Brazylijska kuchnia naszym okiem

Chociaż nasza radosna twórczość dotarła już do Paragwaju, ciągle mam uczucie, że nie powiedzieliśmy wszystkiego co chcieliśmy o Brazylii. Żeby zwalczyć to uczucie niedosytu, wróćmy jeszcze do niej. Wiecie coś o brazylijskiej kuchni? My jadąc do tego pięknego kraju nie mieliśmy o niej zielonego pojęcia. Gdzieś w głowie kołatało się coś o kawie i bananach, ale to niewiele jak na tak dużą kulturę. Przez te kilka tygodni okazało się, że w tej dziedzinie Brazylijczycy radzą sobie doskonale. Nie udało się nam spróbować wszystkiego, ba, myślę że spróbowaliśmy ledwie cząstkę tego, co mogliśmy. Strasznie się jednak cieszę, że udało się nam poznać chociaż tyle i odkryć ten wyjątkowy świat smaków. Wam też tego życzę, jest co odkrywać!

Nie jest tajemnicą, że w prawie całej Brazylii z nieba leje się ciągły żar. Na upał jest jedna recepta. Sok! Ale nie jakiś zwyczajny. To sok wyciśnięty na naszych oczach z owoców, które wcześniej sami wybierzemy. I to nie są zwykłe owoce, to super soczyste tropikalne cuda, których u nas łatwo nie dostaniemy jak marakuja, papaja, gujawa, nerkowiec czy açai. Do tego soki z owoców, które znamy jak mango, mandarynka, ananas, banan, czy sztandarowa pomarańcza. Tylko, że te u nas nie smakują ani trochę tak dobrze jak w Brazylii. To nie jest mit, że owoce są najlepsze tam, gdzie rosną, zwykle słodsze i bardziej soczyste. Ten kraj pełen jest miejsc, gdzie możemy kupić sobie solidną porcję wyciskanego soku, w wersjach z lodem lub bez. W centrach miast, soki możemy dostać dosłownie na każdym rogu, w barach często specjalizujących się tylko w nich i miejscowym szybkim żarciu. Lokale tego typu w ciągu dnia pełne są ludzi, od robotników ulicznych po korpoludków w drogich garniturach. Przyłączaliśmy się do owocowej uczty niemal codziennie, zwłaszcza w Rio. I teraz bardzo za tym tęsknimy…

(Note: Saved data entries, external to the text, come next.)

// src/csv.rs
use std::io::{self, Write};
use std::mem::take;

/* ---------------- Parsing ---------------- */

/// Minimal CSV/TSV parser (quotes + CRLF tolerant). Used for upload
/// templates, whose header row fixes the output schema.
pub fn parse_rows(text: &str, sep: char) -> Vec<Vec<String>> {
    let mut rows = Vec::new();
    let mut field = s!();
    let mut row = Vec::new();
    let mut in_quotes = false;
    let mut chars = text.chars().peekable();

    while let Some(ch) = chars.next() {
        match ch {
            '"' => {
                if in_quotes {
                    if matches!(chars.peek(), Some('"')) {
                        chars.next(); // double-quote escape
                        field.push('"');
                    } else {
                        in_quotes = false;
                    }
                } else {
                    in_quotes = true;
                }
            }
            c if c == sep && !in_quotes => {
                // move the field without cloning
                row.push(take(&mut field));
            }
            '\n' | '\r' if !in_quotes => {
                if ch == '\r' && matches!(chars.peek(), Some('\n')) { chars.next(); }
                row.push(take(&mut field));
                if !row.is_empty() && !(row.len() == 1 && row[0].is_empty()) {
                    rows.push(take(&mut row));
                } else {
                    row.clear();
                }
            }
            _ => field.push(ch),
        }
    }

    // Flush any trailing field/row even if quotes were unterminated.
    row.push(field);
    if !row.is_empty() && !(row.len() == 1 && row[0].is_empty()) {
        rows.push(row);
    }

    rows
}

/* ---------------- Writing ---------------- */

fn needs_quotes(field: &str, sep: char) -> bool {
    field.contains(sep) || field.contains('"') || field.contains('\n') || field.contains('\r')
}

/// Write a single CSV/TSV row to any writer.
pub fn write_row<W: Write>(mut w: W, row: &[String], sep: char) -> io::Result<()> {
    let mut first = true;
    for cell in row {
        if !first { write!(w, "{}", sep)?; } else { first = false; }
        if needs_quotes(cell, sep) {
            let escaped = cell.replace('"', "\"\"");
            write!(w, "\"{}\"", escaped)?;
        } else {
            write!(w, "{}", cell)?;
        }
    }
    writeln!(w)
}

#[cfg(test)]
mod tests {
    use super::*;

    #[test]
    fn parse_skips_blank_lines_and_handles_quotes() {
        let rows = parse_rows("a,b\n\n\"x,1\",\"he said \"\"hi\"\"\"\r\nc,d\n", ',');
        assert_eq!(rows.len(), 3);
        assert_eq!(rows[1], vec![s!("x,1"), s!("he said \"hi\"")]);
        assert_eq!(rows[2], vec![s!("c"), s!("d")]);
    }

    #[test]
    fn write_quotes_only_when_needed() {
        let mut buf = Vec::new();
        write_row(&mut buf, &[s!("plain"), s!("a,b"), s!("q\"q")], ',').unwrap();
        assert_eq!(String::from_utf8(buf).unwrap(), "plain,\"a,b\",\"q\"\"q\"\n");
    }

    #[test]
    fn writer_output_parses_back() {
        let row = vec![s!("multi\nline"), s!("tab\there"), s!()];
        let mut buf = Vec::new();
        write_row(&mut buf, &row, '\t').unwrap();
        let parsed = parse_rows(&String::from_utf8(buf).unwrap(), '\t');
        assert_eq!(parsed, vec![row]);
    }
}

P1120149 P1130527 P1140124 P1140145 P1140153 P1140175 P1140287 P1140177 P1140243

Knajpki serwujące soki zwykle serwują też brazylijski pomysł na szybkie przekąski, co w połączeniu tworzy świetnie uzupełniający się zestaw śniadaniowy. W czasach gdy świat zdominowały hot dogi i hamburgery, tutaj łatwiej o lokalne wynalazki. Nam szczególnie smakowały pão de queijo – „chleb serowy”, lekkie eklerkowate ciasto o smaku sera. Ale prym wiodą przekąski smażone na głębokim oleju i oczywiście na ciepło. Takie jak coxinha – „udka”, czyli rozdrobnione mięso z kury zawinięte w uformowane w kształt gruszki puree ziemniaczane, obtoczone w bułce tartej. Najpowszechniejsze są chyba pastéis. Zwykle jest to mielona wołowina w sosie pomidorowym, czasem żółty ser czy kura, zawinięte w rodzaj ciasta francuskiego i usmażone. Zwłaszcza Cariocas są bardzo dumni ze swoich pastéis, cały Bip Bip umilał sobie nimi słuchanie muzyki.

Jeśli pędząc po ulicach nie ma się czasu na choćby krótki przystanek, uliczni wózkowi sprzedawcy spieszą z pomocą. Można znaleźć znane na całym świecie hot dogi i hamburgery. Ale i lokalne pomysły. Popularne są tapiocas, małe placki z manioku, serwowane na ciepło, wypełnione wszystkim, od sera i mięsa po grzyby, warzywa i czekoladę. Tania, szybka i pożywna przekąska, dość specyficzna dla nieprzyzwyczajonych do smaku maniokowego ciasta. Na nas jednak wrażenia nie zrobiła, znacznie lepiej wciągnąć coxinhe.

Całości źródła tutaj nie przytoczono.